Other artists who have recorded "Old Cape Cod" include:
- Beegie Adair
- Thumbs Carllile
- Wild Bill Davison
- Don Lanphere
- John Prine
- Jimmie Rodgers
- In 2008, a mid-tempo version was recorded by "Buffalo Crooner" Mark Weber.
- A Danish rendering of "Old Cape Cod," entitled "Der er bedst hos dig," was recorded by Ivan Meldgaard & the Four Jacks (da) in 1958. In 1967 Shirley Théroux (fr) recorded "Old Cape Cod" with French lyrics for her self-titled album, and the track appeared as the B-side of her single "Un homme est dans ma vie."

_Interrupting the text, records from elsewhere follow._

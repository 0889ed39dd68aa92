//! # Event fan-out to multiple subscribers.
//!
//! Provides [`SubscriberSet`], which drains a run's event receiver and delivers
//! every event to each subscriber through its own queue.
//!
//! ## Architecture
//! ```text
//! mpsc::Receiver<Event> ──► forward() ──► Arc<Event>
//!                                │
//!                                ├──► [queue 1] ──► worker 1 ──► subscriber1.on_event()
//!                                ├──► [queue 2] ──► worker 2 ──► subscriber2.on_event()
//!                                └──► [queue N] ──► worker N ──► subscriberN.on_event()
//! ```
//!
//! ## Rules
//! - **Lossless**: `emit()` waits for queue space, so a slow subscriber applies
//!   backpressure all the way to the engine.
//! - **No cross-subscriber ordering**: subscriber A may handle event N while B handles N+5.
//! - **Per-subscriber FIFO**: each subscriber sees events in order.
//! - **Isolation**: a panicking handler is caught with `catch_unwind`; the worker
//!   continues with the next event.
//!
//! **Warning**: `AssertUnwindSafe` is used, which can leave shared state inconsistent
//! if a subscriber panics while holding a lock.

use std::sync::Arc;
use std::sync::atomic::{AtomicU64, Ordering};

use futures::FutureExt;
use tokio::{sync::mpsc, task::JoinHandle};

use crate::events::Event;
use crate::subscribers::Subscribe;

/// Per-subscriber channel metadata.
struct SubscriberChannel {
    name: &'static str,
    sender: mpsc::Sender<Arc<Event>>,
}

/// Fan-out coordinator for multiple event subscribers.
pub struct SubscriberSet {
    channels: Vec<SubscriberChannel>,
    workers: Vec<JoinHandle<()>>,
    panics: Arc<AtomicU64>,
}

impl SubscriberSet {
    /// Creates a new set and spawns one worker task per subscriber.
    #[must_use]
    pub fn new(subs: Vec<Arc<dyn Subscribe>>) -> Self {
        let mut channels = Vec::with_capacity(subs.len());
        let mut workers = Vec::with_capacity(subs.len());
        let panics = Arc::new(AtomicU64::new(0));

        for sub in subs {
            let cap = sub.queue_capacity().max(1);
            let name = sub.name();
            let (tx, mut rx) = mpsc::channel::<Arc<Event>>(cap);
            let s = Arc::clone(&sub);
            let panics_for_worker = Arc::clone(&panics);

            let handle = tokio::spawn(async move {
                while let Some(ev) = rx.recv().await {
                    let fut = s.on_event(ev.as_ref());

                    if let Err(panic_err) = std::panic::AssertUnwindSafe(fut).catch_unwind().await {
                        let info = if let Some(msg) = panic_err.downcast_ref::<&'static str>() {
                            (*msg).to_string()
                        } else if let Some(msg) = panic_err.downcast_ref::<String>() {
                            msg.clone()
                        } else {
                            "unknown panic".to_string()
                        };
                        panics_for_worker.fetch_add(1, Ordering::Relaxed);
                        eprintln!(
                            "[subscriber-panicked] subscriber={} seq={} info={info}",
                            s.name(),
                            ev.seq
                        );
                    }
                }
            });
            channels.push(SubscriberChannel { name, sender: tx });
            workers.push(handle);
        }
        Self {
            channels,
            workers,
            panics,
        }
    }

    /// Names of the subscribers, in registration order.
    pub fn names(&self) -> Vec<&'static str> {
        self.channels.iter().map(|c| c.name).collect()
    }

    /// Number of handler panics caught so far.
    pub fn panics(&self) -> u64 {
        self.panics.load(Ordering::Relaxed)
    }

    /// Delivers `event` to every subscriber, waiting for queue space.
    ///
    /// A subscriber whose worker is gone is skipped.
    pub async fn emit(&self, event: Arc<Event>) {
        for channel in &self.channels {
            let _ = channel.sender.send(Arc::clone(&event)).await;
        }
    }

    /// Drains `events` into the subscribers until the run closes the stream,
    /// then shuts the workers down.
    pub async fn forward(self, mut events: mpsc::Receiver<Event>) {
        while let Some(ev) = events.recv().await {
            self.emit(Arc::new(ev)).await;
        }
        self.shutdown().await;
    }

    /// Gracefully shuts down all subscriber workers.
    ///
    /// 1. Drops all channel senders (workers see channel closed)
    /// 2. Awaits all worker tasks to finish
    pub async fn shutdown(self) {
        drop(self.channels);

        for h in self.workers {
            let _ = h.await;
        }
    }
}
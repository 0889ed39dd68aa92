//! # Cross-platform OS signal handling.
//!
//! Provides [`wait_for_shutdown_signal`] and [`cancel_on_signal`], which let a
//! process end a run the same way a `'q'` key press does.
//!
//! ## Signals
//! **Unix platforms:**
//! - `SIGINT` (Ctrl-C in terminal)
//! - `SIGTERM` (default kill signal)
//! - `SIGQUIT` (quit signal)
//!
//! **Windows platforms:**
//! - `Ctrl-C` via [`tokio::signal::ctrl_c`]

use tokio::task::JoinHandle;
use tokio_util::sync::CancellationToken;

/// Waits for a termination signal.
///
/// Returns `Ok(())` when any signal is received, or `Err` if signal registration fails.
#[cfg(unix)]
pub async fn wait_for_shutdown_signal() -> std::io::Result<()> {
    use tokio::signal::unix::{SignalKind, signal};

    let mut sigint = signal(SignalKind::interrupt())?;
    let mut sigterm = signal(SignalKind::terminate())?;
    let mut sigquit = signal(SignalKind::quit())?;

    tokio::select! {
        _ = sigint.recv()  => {},
        _ = sigterm.recv() => {},
        _ = sigquit.recv() => {},
    }
    Ok(())
}

/// Waits for a termination signal.
///
/// Returns `Ok(())` when any signal is received, or `Err` if signal registration fails.
#[cfg(not(unix))]
pub async fn wait_for_shutdown_signal() -> std::io::Result<()> {
    tokio::signal::ctrl_c().await
}

/// Spawns a task that cancels `token` on the first termination signal.
///
/// The task also ends when `token` is cancelled by someone else. If signal
/// registration fails the token is left alone.
pub fn cancel_on_signal(token: CancellationToken) -> JoinHandle<()> {
    tokio::spawn(async move {
        tokio::select! {
            res = wait_for_shutdown_signal() => {
                if res.is_ok() {
                    token.cancel();
                }
            }
            _ = token.cancelled() => {}
        }
    })
}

- A sample of Patti Page's recording formed the basis of Groove Armada's 1997 UK hit "At the River". The lines "If you're fond of sand dunes and salty air / Quaint little villages here and there," sung in Page's multi-tracked close harmony, are repeated with the addition of synthesizer bass, slowed-down drums and a bluesy trombone solo to produce a chill-out track.
- American Idol finalist and Cape Cod native Siobhan Magnus released a version in February 2013 honoring Page, who had died earlier in the year, and donating 50% of sales to the United Way.

==Soundtrack appearances==

- "Old Cape Cod" was featured in the 1990 film Die Hard 2, playing on a phonograph record in a character's airport basement apartment.
- The song plays on the radio in the Donna Deitch film Desert Hearts (1985) when the main character, played by Helen Shaver, moves to a new apartment in Reno, Nevada in the late 1950s.
- In 2006, the song appeared in the Ridley Scott movie A Good Year, starring Russell Crowe and Marion Cotillard.
- On August 8, 2010, the song appeared on AMC's Mad Men Season 4 episode "The Good News."
- In 2021 the song was featured in the ‘Red Tide’ portion of American Horror Stories 10th season, “Double Feature.”
- Featured in a montage towards the end of the 2026 film, Tony. A fictionalization of Anthony Bourdain's beginnings as a chef in the late 1970s and filmed in Provincetown, the film stars Dominic Sessa as Bourdain and Antonio Banderas as "Chef," a mentor of Bourdain's.